EXERCISE OBJECTIVE — Go through the entries below and say how many lines hold the word "Ceil". Nothing else is needed.

GIVEN RECORDS —
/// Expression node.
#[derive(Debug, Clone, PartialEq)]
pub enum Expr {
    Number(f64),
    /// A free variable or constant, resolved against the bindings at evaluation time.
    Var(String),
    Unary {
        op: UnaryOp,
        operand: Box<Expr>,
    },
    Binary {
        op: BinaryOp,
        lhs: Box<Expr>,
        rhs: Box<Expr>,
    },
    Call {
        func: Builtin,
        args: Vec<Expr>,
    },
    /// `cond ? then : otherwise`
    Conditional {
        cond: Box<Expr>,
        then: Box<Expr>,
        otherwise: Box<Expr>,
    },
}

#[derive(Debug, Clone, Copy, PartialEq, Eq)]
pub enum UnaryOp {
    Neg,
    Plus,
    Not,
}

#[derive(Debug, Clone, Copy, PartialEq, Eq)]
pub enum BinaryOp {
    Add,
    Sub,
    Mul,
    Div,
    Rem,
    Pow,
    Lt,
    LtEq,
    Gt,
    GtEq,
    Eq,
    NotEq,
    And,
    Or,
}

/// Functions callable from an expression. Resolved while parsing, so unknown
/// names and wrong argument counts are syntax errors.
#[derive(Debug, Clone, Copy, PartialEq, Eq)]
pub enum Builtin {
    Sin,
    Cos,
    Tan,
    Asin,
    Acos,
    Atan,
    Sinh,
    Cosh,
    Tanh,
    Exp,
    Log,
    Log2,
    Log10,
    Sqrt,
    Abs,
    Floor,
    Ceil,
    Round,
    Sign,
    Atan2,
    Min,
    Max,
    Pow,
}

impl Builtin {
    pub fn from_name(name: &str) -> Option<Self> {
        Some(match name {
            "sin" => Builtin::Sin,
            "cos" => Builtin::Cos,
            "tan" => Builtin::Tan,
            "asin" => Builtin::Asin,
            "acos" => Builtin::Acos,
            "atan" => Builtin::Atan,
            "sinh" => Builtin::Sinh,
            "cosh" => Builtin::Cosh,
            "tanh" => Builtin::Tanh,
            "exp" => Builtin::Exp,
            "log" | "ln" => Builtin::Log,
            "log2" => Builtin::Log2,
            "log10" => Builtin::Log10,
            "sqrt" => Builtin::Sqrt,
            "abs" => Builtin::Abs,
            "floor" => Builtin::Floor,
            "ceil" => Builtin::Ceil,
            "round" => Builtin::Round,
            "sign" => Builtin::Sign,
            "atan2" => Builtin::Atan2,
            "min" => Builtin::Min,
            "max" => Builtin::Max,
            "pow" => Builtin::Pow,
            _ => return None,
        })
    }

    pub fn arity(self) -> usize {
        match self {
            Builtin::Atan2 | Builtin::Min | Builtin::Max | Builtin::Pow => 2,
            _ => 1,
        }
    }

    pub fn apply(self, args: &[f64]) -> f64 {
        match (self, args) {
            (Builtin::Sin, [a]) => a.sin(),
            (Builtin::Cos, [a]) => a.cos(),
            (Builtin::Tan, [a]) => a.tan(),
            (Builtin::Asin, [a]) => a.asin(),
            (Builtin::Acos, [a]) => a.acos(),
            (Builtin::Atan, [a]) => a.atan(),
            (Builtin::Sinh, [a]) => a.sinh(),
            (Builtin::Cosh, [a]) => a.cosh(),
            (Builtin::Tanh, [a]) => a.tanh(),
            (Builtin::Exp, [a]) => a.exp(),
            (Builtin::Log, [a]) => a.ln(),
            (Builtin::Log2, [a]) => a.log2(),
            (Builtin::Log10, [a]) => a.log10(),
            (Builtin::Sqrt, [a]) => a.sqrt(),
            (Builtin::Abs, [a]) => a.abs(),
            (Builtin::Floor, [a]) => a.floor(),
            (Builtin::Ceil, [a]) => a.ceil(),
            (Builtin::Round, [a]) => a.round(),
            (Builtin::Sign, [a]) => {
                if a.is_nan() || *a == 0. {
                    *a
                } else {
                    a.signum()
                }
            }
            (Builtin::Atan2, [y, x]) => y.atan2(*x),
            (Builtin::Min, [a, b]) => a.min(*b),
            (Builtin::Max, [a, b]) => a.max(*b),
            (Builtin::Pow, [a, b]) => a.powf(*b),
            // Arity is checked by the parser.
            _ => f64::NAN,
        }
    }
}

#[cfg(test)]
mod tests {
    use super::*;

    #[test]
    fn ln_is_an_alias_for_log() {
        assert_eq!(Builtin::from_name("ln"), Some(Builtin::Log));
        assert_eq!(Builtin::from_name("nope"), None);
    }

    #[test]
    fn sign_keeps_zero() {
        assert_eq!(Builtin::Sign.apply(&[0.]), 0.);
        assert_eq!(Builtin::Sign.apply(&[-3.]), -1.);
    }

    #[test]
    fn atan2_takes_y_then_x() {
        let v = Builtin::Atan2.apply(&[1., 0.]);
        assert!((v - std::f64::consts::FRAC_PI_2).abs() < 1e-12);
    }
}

EXERCISE RESPONSE — 3